Avant les élections de mi-mandat aux États-Unis, certains se posent déjà la question de la survie politique d’un vénérable vieillard, Joe Biden.

  • Chériiiie ! Regarde-moi ça, les Américains sont gouvernés par un vieux débris !
  • Tu trouves, mon chou ? Pour ma part, je trouve qu’il fait encore bien pour son âge.
  • Par le dentier de Kronos, parlons-en, de son âge : il va fêter ses 80 ans en novembre, et s’il se présente pour un second mandat, il pourrait bien quitter la présidence à 86 ans. Tu trouves que c’est un âge pour gouverner un pays ?
  • Tout est relatif. Son principal rival a déjà célébré ses 76 ans ; en cas d’élection, il terminerait à 82 ans, ce n’est guère mieux.
  • Mais enfin, ils ne sont pas capables de trouver des candidats plus jeunes ? Les Français ont bien élu un président de moitié plus jeune, non ?
  • Tu as raison, mais le pouvoir est une drogue qui crée une puissante dépendance. Quand on est au sommet de la pyramide, il est difficile d’en redescendre. Plutarque avait déjà relevé le phénomène.
  • Ah nooooon ! Moi qui me réjouissais de passer la soirée devant Plus Belle la Vie, voilà que tu viens tout gâcher avec Plutarque.
  • Parce que Plus Belle la Vie t’apporte des réponses sur les questions profondes que tu te poses à propos de la politique américaine ?
  • Humpf ! Que dis le résumé de l’épisode de ce soir ? Ah, voici : « Patrick et Boher rêvent de starification pour leur bébé. Vidal rencontre la mystérieuse Vanessa. La situation reste tendue entre Emma et Baptiste. »
  • Pas super-stimulant, tout ça… Je crois qu’il va falloir chauffer la salle de spectacle avec un bon coup de Plutarque. Tiens, laisse-toi tomber sur le canapé, tu épargneras quelques calories sous l’effet de la gravité. Voilà. Maintenant que tu es en place, saisis ce sachet de chips dans la main gauche, prends cette cannette de l’autre main, et laisse-toi emporter par la douce voix de Plutarque.
  • Ah, je sens que je vais m’endormir avant que tu commences à lire…
  • Allez, un petit effort ! Plutarque commence par défendre l’idée selon laquelle ceux qui ont fait de la politique sont encore bons pour le service.

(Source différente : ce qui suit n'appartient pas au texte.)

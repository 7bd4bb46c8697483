//! Per-rule tests for the concurrent family.
//!
//! Each test follows the same shape: analyze yields the expected line
//! numbers, fix yields the expected text, and re-running analyze on the
//! fixed file yields nothing (rules are self-clearing).

use vhdlstyle_parser::vhdl::SourceFile;
use vhdlstyle_rules::rules::concurrent;
use vhdlstyle_rules::Rule;

fn parse(lines: &[&str]) -> SourceFile {
    SourceFile::parse(&lines.join("\n")).expect("fixture classifies")
}

fn texts(file: &SourceFile) -> Vec<String> {
    file.lines().iter().map(|l| l.text().to_string()).collect()
}

fn violation_lines(rule: &dyn Rule) -> Vec<usize> {
    rule.violations().iter().map(|v| v.line_number()).collect()
}

fn assert_self_clearing(rule: &mut dyn Rule, file: &SourceFile) {
    rule.clear_violations();
    rule.analyze(file);
    assert!(
        rule.violations().is_empty(),
        "rule {} still reports after its own fix",
        rule.rule_id()
    );
}

#[test]
fn test_rule_001_indentation() {
    let mut file = parse(&[
        "architecture rtl of top is",
        "begin",
        "    wr_en <= '1';",
        "end architecture;",
    ]);
    let mut rule = concurrent::Indentation::new(2);
    assert_eq!(rule.rule_id(), "concurrent_001");

    rule.analyze(&file);
    assert_eq!(violation_lines(&rule), vec![3]);

    rule.fix(&mut file);
    assert_eq!(file.line(2).text(), "  wr_en <= '1';");
    assert_self_clearing(&mut rule, &file);
}

#[test]
fn test_rule_002_single_space_after_operator() {
    let mut file = parse(&[
        "wr_en <= '1';",
        "rd_en <=    '0';",
        "sel : bar <=  baz;",
        "full <=empty;",
    ]);
    let mut rule = concurrent::SpaceAfterAssignment::new();

    rule.analyze(&file);
    assert_eq!(violation_lines(&rule), vec![2, 3, 4]);

    rule.fix(&mut file);
    assert_eq!(
        texts(&file),
        vec![
            "wr_en <= '1';",
            "rd_en <= '0';",
            "sel : bar <= baz;",
            "full <= empty;",
        ]
    );
    assert_self_clearing(&mut rule, &file);
}

#[test]
fn test_rule_003_continuation_alignment() {
    let mut file = parse(&[
        "out_sig <= a when sel = '1' else",
        "        b;",
        "single <= c;",
    ]);
    let mut rule = concurrent::MultilineAlignment::new();

    rule.analyze(&file);
    assert_eq!(violation_lines(&rule), vec![2]);

    rule.fix(&mut file);
    // anchor is one column past the first line's "<= "
    assert_eq!(file.line(1).text(), "           b;");
    assert_self_clearing(&mut rule, &file);
}

#[test]
fn test_rule_004_space_before_operator() {
    let mut file = parse(&["a <= b;", "c<= d;", "lbl : e<= f;"]);
    let mut rule = concurrent::SpaceBeforeAssignment::new();

    rule.analyze(&file);
    assert_eq!(violation_lines(&rule), vec![2, 3]);

    rule.fix(&mut file);
    assert_eq!(texts(&file), vec!["a <= b;", "c <= d;", "lbl : e <= f;"]);
    assert_self_clearing(&mut rule, &file);
}

#[test]
fn test_rule_005_label_removal() {
    let mut file = parse(&["foo_label : sig <= a when cond else b;", "plain <= c;"]);
    let mut rule = concurrent::LabelRemoval::new();

    rule.analyze(&file);
    assert_eq!(violation_lines(&rule), vec![1]);
    // the offending tokens are the label and its colon
    let tokens = rule.violations()[0].tokens();
    assert_eq!(tokens[0].value, "foo_label");
    assert_eq!(tokens[1].value, ":");

    rule.fix(&mut file);
    assert_eq!(
        texts(&file),
        vec!["sig <= a when cond else b;", "plain <= c;"]
    );
    assert_self_clearing(&mut rule, &file);
}

#[test]
fn test_rule_006_group_alignment_uses_maximum_column() {
    // operators at columns 5, 7, 6: everything aligns to 7
    let mut file = parse(&["sig1 <= a;", "sig_ab <= b;", "sigab <= c;"]);
    let mut rule = concurrent::AssignmentAlignment::new();

    rule.analyze(&file);
    assert_eq!(violation_lines(&rule), vec![1, 3]);

    rule.fix(&mut file);
    assert_eq!(
        texts(&file),
        vec!["sig1   <= a;", "sig_ab <= b;", "sigab  <= c;"]
    );
    assert_self_clearing(&mut rule, &file);
}

#[test]
fn test_rule_006_groups_are_delimited_by_non_concurrent_lines() {
    let mut file = parse(&["sig1 <= a;", "sig_ab <= b;", "", "x <= c;", "yy <= d;"]);
    let mut rule = concurrent::AssignmentAlignment::new();

    rule.analyze(&file);
    assert_eq!(violation_lines(&rule), vec![1, 4]);

    rule.fix(&mut file);
    assert_eq!(
        texts(&file),
        vec!["sig1   <= a;", "sig_ab <= b;", "", "x  <= c;", "yy <= d;"]
    );
    assert_self_clearing(&mut rule, &file);
}

#[test]
fn test_rule_007_code_after_else_is_split() {
    let mut file = parse(&["sig <= a when cond else b;"]);
    let mut rule = concurrent::CodeAfterElse::new();

    rule.analyze(&file);
    assert_eq!(violation_lines(&rule), vec![1]);

    rule.fix(&mut file);
    assert_eq!(texts(&file), vec!["sig <= a when cond else", "b;"]);
    // the split re-derived both lines' predicates
    assert!(file.line(0).predicates().concurrent_begin);
    assert!(!file.line(0).predicates().concurrent_end);
    assert!(!file.line(1).predicates().concurrent_begin);
    assert!(file.line(1).predicates().concurrent_end);
    assert_self_clearing(&mut rule, &file);
}

#[test]
fn test_rule_007_fixes_apply_in_descending_order() {
    let mut file = parse(&["a <= b when c1 else d;", "e <= f when c2 else g;"]);
    let mut rule = concurrent::CodeAfterElse::new();

    rule.analyze(&file);
    assert_eq!(violation_lines(&rule), vec![1, 2]);

    rule.fix(&mut file);
    assert_eq!(
        texts(&file),
        vec![
            "a <= b when c1 else",
            "d;",
            "e <= f when c2 else",
            "g;",
        ]
    );
    assert_self_clearing(&mut rule, &file);
}

#[test]
fn test_rule_007_chained_else_unravels_in_one_fix() {
    let mut file = parse(&["x <= a when c1 else b when c2 else c;"]);
    let mut rule = concurrent::CodeAfterElse::new();

    rule.analyze(&file);
    rule.fix(&mut file);
    assert_eq!(
        texts(&file),
        vec!["x <= a when c1 else", "b when c2 else", "c;"]
    );
    assert_self_clearing(&mut rule, &file);
}

#[test]
fn test_rule_008_comment_alignment() {
    let mut file = parse(&["a <= b; -- first", "abc <= d;   -- second"]);
    let mut rule = concurrent::CommentAlignment::new();

    rule.analyze(&file);
    assert_eq!(violation_lines(&rule), vec![1]);

    rule.fix(&mut file);
    assert_eq!(
        texts(&file),
        vec!["a <= b;     -- first", "abc <= d;   -- second"]
    );
    assert_self_clearing(&mut rule, &file);
}

#[test]
fn test_lines_without_violations_are_untouched() {
    let source = [
        "library ieee;",
        "use ieee.std_logic_1164.all;",
        "",
        "signal s : std_logic;",
    ];
    let mut file = parse(&source);
    for rule in vhdlstyle_rules::rules::all_rules(2).iter_mut() {
        rule.analyze(&file);
        assert!(rule.violations().is_empty(), "{}", rule.rule_id());
        rule.fix(&mut file);
    }
    assert_eq!(texts(&file), source);
}
//! ```text
//! entity_declaration ::=
//!     entity identifier is
//!         entity_header
//!     [ begin
//!         entity_statement_part ]
//!     end [ entity ] [ entity_simple_name ] ;
//! ```

use super::entity_header;
use super::error::ClassifyError;
use super::statement_part;
use super::utils;
use crate::vhdl::token::{Production, Token};

/// `end entity;` also starts with the `entity` keyword, hence the bounded
/// lookahead for `is`.
pub fn detect(cursor: usize, tokens: &mut [Token]) -> Result<usize, ClassifyError> {
    if utils::is_next_token("entity", cursor, tokens)
        && utils::find_in_next_n_tokens("is", 3, cursor, tokens)
    {
        return classify(cursor, tokens);
    }
    Ok(cursor)
}

pub fn classify(cursor: usize, tokens: &mut [Token]) -> Result<usize, ClassifyError> {
    let mut current =
        utils::assign_next_token_required("entity", Production::EntityKeyword, cursor, tokens)?;
    current = utils::assign_next_token(Production::EntityIdentifier, current, tokens);
    current = utils::assign_next_token_required("is", Production::EntityIs, current, tokens)?;
    current = entity_header::detect(current, tokens)?;
    if utils::is_next_token("begin", current, tokens) {
        current =
            utils::assign_next_token_required("begin", Production::EntityBegin, current, tokens)?;
        current = statement_part::detect(current, tokens)?;
    }
    current = utils::assign_next_token_required("end", Production::EntityEnd, current, tokens)?;
    current = utils::assign_next_token_if("entity", Production::EntityEndKeyword, current, tokens);
    if !utils::is_next_token(";", current, tokens) {
        current = utils::assign_next_token(Production::EntityEndName, current, tokens);
    }
    utils::assign_next_token_required(";", Production::EntitySemicolon, current, tokens)
}
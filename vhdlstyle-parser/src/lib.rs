//! # vhdlstyle-parser
//!
//! Tokenization, line model, and grammar classification for VHDL source.
//!
//! The crate turns raw source text into a [`SourceFile`](vhdl::SourceFile):
//! an ordered sequence of lines, each owning the tokens derived from its text
//! plus a set of boolean predicates (first line of a concurrent statement,
//! inside one, last line of one). The grammar classifier tags tokens with the
//! production that recognized them; style rules live in `vhdlstyle-rules` and
//! consume this crate's output without re-parsing.

pub mod vhdl;
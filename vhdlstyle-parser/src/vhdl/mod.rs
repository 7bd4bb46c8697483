//! The VHDL source model and grammar classifier.

pub mod classify;
pub mod file;
pub mod lexing;
pub mod line;
pub mod token;

pub use classify::ClassifyError;
pub use file::SourceFile;
pub use line::{Line, Predicates};
pub use token::{Production, Token, TokenKind};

Personne n’a jamais vu une abeille se transformer en bourdon sous l’effet de la vieillesse, comme certains le demandent aux hommes politiques : au moment où ils ont dépassé le sommet de leurs facultés, on leur propose en effet de rester à la maison et d’y passer leur temps assis ou couchés à table, laissant leur capacité d’agir s’éteindre sous l’effet de la paresse, comme le fer se laisse couvrir de rouille. Caton disait en effet que la vieillesse apporte déjà son lot de difficultés, sans qu’il faille y ajouter la honte qui découle du vice.

Plutarque, Si la politique est l’affaire des vieillards 1 (783f – 784a)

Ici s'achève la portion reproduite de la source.